Updated on October 19, 2016

Downtown Jersey City today...


The speed of change

I recently wrote a hub called Humanity - The Closing Years, that gave a very general evidence based view of the changes coming our way, from ice melt to the huge reduction in bio-diversity. For such a big topic, it was impossible to put everything in or even explore each area in any great detail. The main gist was to look at a variety of indicators of massive change coming our way.

One of the most important areas that's worth looking into in more detail, is the speed of ice melt. Our current models predict that even if greenhouse gases are slashed to a minimum, sea levels will rise by 1 meter by 2100.

However, more recently data has come out that shows our models to be woefully conservative. In 2015 global temperatures, while exacerbated by El Nino, were at record levels across the board - and that is despite the unusual solar minimum.

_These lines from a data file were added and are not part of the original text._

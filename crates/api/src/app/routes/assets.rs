//! Asset catalog routes.

use std::sync::Arc;

use axum::{
    Extension, Json,
    extract::{Path, Query},
    response::{IntoResponse, Response},
};
use serde_json::{Value, json};

use assetdesk_auth::Role;
use assetdesk_catalog::{AssetFilter, SortDirection};
use assetdesk_core::AssetId;

use crate::app::dto::{AssetQuery, CreateAssetRequest, UpdateAssetRequest, asset_to_json};
use crate::app::errors::domain_error_response;
use crate::app::services::AppServices;
use crate::authz;
use crate::context::SessionContext;

/// `GET /assets`: filtered listing, sorted by coerced quantity.
pub async fn list_assets(
    Extension(services): Extension<Arc<AppServices>>,
    Query(query): Query<AssetQuery>,
) -> Json<Vec<Value>> {
    let filter = AssetFilter {
        search: query.search,
        availability: query.stock_status,
        asset_type: query.asset_type,
    };
    let sort = SortDirection::parse(query.sort.as_deref());
    Json(
        services
            .catalog
            .list(&filter, sort)
            .iter()
            .map(asset_to_json)
            .collect(),
    )
}

/// `GET /assets/:id`.
pub async fn get_asset(
    Extension(services): Extension<Arc<AppServices>>,
    Path(id): Path<String>,
) -> Response {
    let id: AssetId = match id.parse() {
        Ok(id) => id,
        Err(err) => return domain_error_response(err),
    };
    match services.catalog.get(id) {
        Ok(asset) => Json(asset_to_json(&asset)).into_response(),
        Err(err) => domain_error_response(err),
    }
}

/// `POST /assets`: HR managers only.
pub async fn create_asset(
    Extension(services): Extension<Arc<AppServices>>,
    Extension(session): Extension<SessionContext>,
    Json(body): Json<CreateAssetRequest>,
) -> Response {
    if let Err(res) = authz::require_role(services.directory.as_ref(), &session, Role::HrManager) {
        return res;
    }
    match services.catalog.create(body.into()) {
        Ok(asset) => Json(asset_to_json(&asset)).into_response(),
        Err(err) => domain_error_response(err),
    }
}

/// `PATCH /assets/:id`: HR managers only.
pub async fn update_asset(
    Extension(services): Extension<Arc<AppServices>>,
    Extension(session): Extension<SessionContext>,
    Path(id): Path<String>,
    Json(body): Json<UpdateAssetRequest>,
) -> Response {
    if let Err(res) = authz::require_role(services.directory.as_ref(), &session, Role::HrManager) {
        return res;
    }
    let id: AssetId = match id.parse() {
        Ok(id) => id,
        Err(err) => return domain_error_response(err),
    };
    match services.catalog.update(id, body.into()) {
        Ok(asset) => Json(asset_to_json(&asset)).into_response(),
        Err(err) => domain_error_response(err),
    }
}

/// `DELETE /assets/:id`: HR managers only.
pub async fn delete_asset(
    Extension(services): Extension<Arc<AppServices>>,
    Extension(session): Extension<SessionContext>,
    Path(id): Path<String>,
) -> Response {
    if let Err(res) = authz::require_role(services.directory.as_ref(), &session, Role::HrManager) {
        return res;
    }
    let id: AssetId = match id.parse() {
        Ok(id) => id,
        Err(err) => return domain_error_response(err),
    };
    match services.catalog.delete(id) {
        Ok(()) => Json(json!({ "success": true })).into_response(),
        Err(err) => domain_error_response(err),
    }
}
//! Document-collection abstraction over the backing store.
//!
//! The persistent store is treated as a generic document store: one
//! collection per document type, point reads/writes by id, predicate scans
//! for everything else. Per-document atomicity is all services rely on;
//! check-then-insert sequences are deliberately not transactional.

use std::collections::HashMap;
use std::sync::{Arc, RwLock};

use uuid::Uuid;

/// Handle to one document collection.
pub trait Collection<T>: Send + Sync {
    fn get(&self, id: Uuid) -> Option<T>;

    fn insert(&self, id: Uuid, doc: T);

    /// Replace the document at `id`. Returns false when nothing matched.
    fn replace(&self, id: Uuid, doc: T) -> bool;

    /// Returns false when nothing was deleted.
    fn remove(&self, id: Uuid) -> bool;

    fn all(&self) -> Vec<T>;

    fn find(&self, pred: &dyn Fn(&T) -> bool) -> Vec<T>;

    fn find_one(&self, pred: &dyn Fn(&T) -> bool) -> Option<T>;
}

impl<T, S> Collection<T> for Arc<S>
where
    S: Collection<T> + ?Sized,
{
    fn get(&self, id: Uuid) -> Option<T> {
        (**self).get(id)
    }

    fn insert(&self, id: Uuid, doc: T) {
        (**self).insert(id, doc)
    }

    fn replace(&self, id: Uuid, doc: T) -> bool {
        (**self).replace(id, doc)
    }

    fn remove(&self, id: Uuid) -> bool {
        (**self).remove(id)
    }

    fn all(&self) -> Vec<T> {
        (**self).all()
    }

    fn find(&self, pred: &dyn Fn(&T) -> bool) -> Vec<T> {
        (**self).find(pred)
    }

    fn find_one(&self, pred: &dyn Fn(&T) -> bool) -> Option<T> {
        (**self).find_one(pred)
    }
}

/// In-memory collection for dev and tests.
///
/// The `RwLock` is the only synchronization point, matching the atomicity
/// the production store offers per document.
#[derive(Debug)]
pub struct InMemoryCollection<T> {
    inner: RwLock<HashMap<Uuid, T>>,
}

impl<T> InMemoryCollection<T> {
    pub fn new() -> Self {
        Self {
            inner: RwLock::new(HashMap::new()),
        }
    }
}

impl<T> Default for InMemoryCollection<T> {
    fn default() -> Self {
        Self::new()
    }
}

impl<T> Collection<T> for InMemoryCollection<T>
where
    T: Clone + Send + Sync + 'static,
{
    fn get(&self, id: Uuid) -> Option<T> {
        let map = self.inner.read().ok()?;
        map.get(&id).cloned()
    }

    fn insert(&self, id: Uuid, doc: T) {
        if let Ok(mut map) = self.inner.write() {
            map.insert(id, doc);
        }
    }

    fn replace(&self, id: Uuid, doc: T) -> bool {
        match self.inner.write() {
            Ok(mut map) => match map.entry(id) {
                std::collections::hash_map::Entry::Occupied(mut e) => {
                    e.insert(doc);
                    true
                }
                std::collections::hash_map::Entry::Vacant(_) => false,
            },
            Err(_) => false,
        }
    }

    fn remove(&self, id: Uuid) -> bool {
        match self.inner.write() {
            Ok(mut map) => map.remove(&id).is_some(),
            Err(_) => false,
        }
    }

    fn all(&self) -> Vec<T> {
        match self.inner.read() {
            Ok(map) => map.values().cloned().collect(),
            Err(_) => vec![],
        }
    }

    fn find(&self, pred: &dyn Fn(&T) -> bool) -> Vec<T> {
        match self.inner.read() {
            Ok(map) => map.values().filter(|v| pred(v)).cloned().collect(),
            Err(_) => vec![],
        }
    }

    fn find_one(&self, pred: &dyn Fn(&T) -> bool) -> Option<T> {
        let map = self.inner.read().ok()?;
        map.values().find(|v| pred(v)).cloned()
    }
}
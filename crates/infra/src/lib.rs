//! `assetdesk-infra` — adapters for external collaborators.
//!
//! The document store and the mail relay are collaborators, not part of the
//! design: this crate exposes each behind a narrow trait so services take
//! handles by injection and tests swap in fakes.

pub mod collection;
pub mod mailer;

pub use collection::{Collection, InMemoryCollection};
pub use mailer::{LogMailer, MailError, MailMessage, Mailer};
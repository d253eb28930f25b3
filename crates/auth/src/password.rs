//! Credential hashing.
//!
//! Passwords are stored as Argon2id PHC strings, never as plain text.
//! Verification goes through the crate's constant-time comparison.

use argon2::{Argon2, PasswordHasher, PasswordVerifier};
use password_hash::{PasswordHash, SaltString};
use thiserror::Error;

#[derive(Debug, Error)]
pub enum PasswordError {
    #[error("failed to gather salt entropy")]
    Entropy,

    #[error("failed to hash password: {0}")]
    Hash(String),
}

/// Hash a plain-text password with a fresh random salt.
pub fn hash_password(password: &str) -> Result<String, PasswordError> {
    let mut salt_bytes = [0u8; 16];
    getrandom::getrandom(&mut salt_bytes).map_err(|_| PasswordError::Entropy)?;
    let salt = SaltString::encode_b64(&salt_bytes).map_err(|e| PasswordError::Hash(e.to_string()))?;

    let argon2 = Argon2::default();
    let phc = argon2
        .hash_password(password.as_bytes(), &salt)
        .map_err(|e| PasswordError::Hash(e.to_string()))?
        .to_string();
    Ok(phc)
}

/// Verify a plain-text password against a stored PHC string.
///
/// Unparseable hashes verify as false rather than erroring; a corrupt stored
/// credential must read as "wrong password", not a 500.
pub fn verify_password(hash: &str, password: &str) -> bool {
    match PasswordHash::new(hash) {
        Ok(parsed) => Argon2::default()
            .verify_password(password.as_bytes(), &parsed)
            .is_ok(),
        Err(_) => false,
    }
}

The ice melt feedback loop has a key role to play in progressive warming.

The speed of change could be anything but gentle - in fact, it may follow a snowballing effect where the increase in ice melt creates more ice melt, to eventually and suddenly unleash massive sea level rise. Another possibility would be the effect of changing sea currents, and thus precipitating Europe into an ice age.

Whichever the scenarios, once considered incredible, the notion that climate can change rapidly is becoming respectable. There is a lot of data now available showing that past climate changes were often quite sudden, having passed a tipping point.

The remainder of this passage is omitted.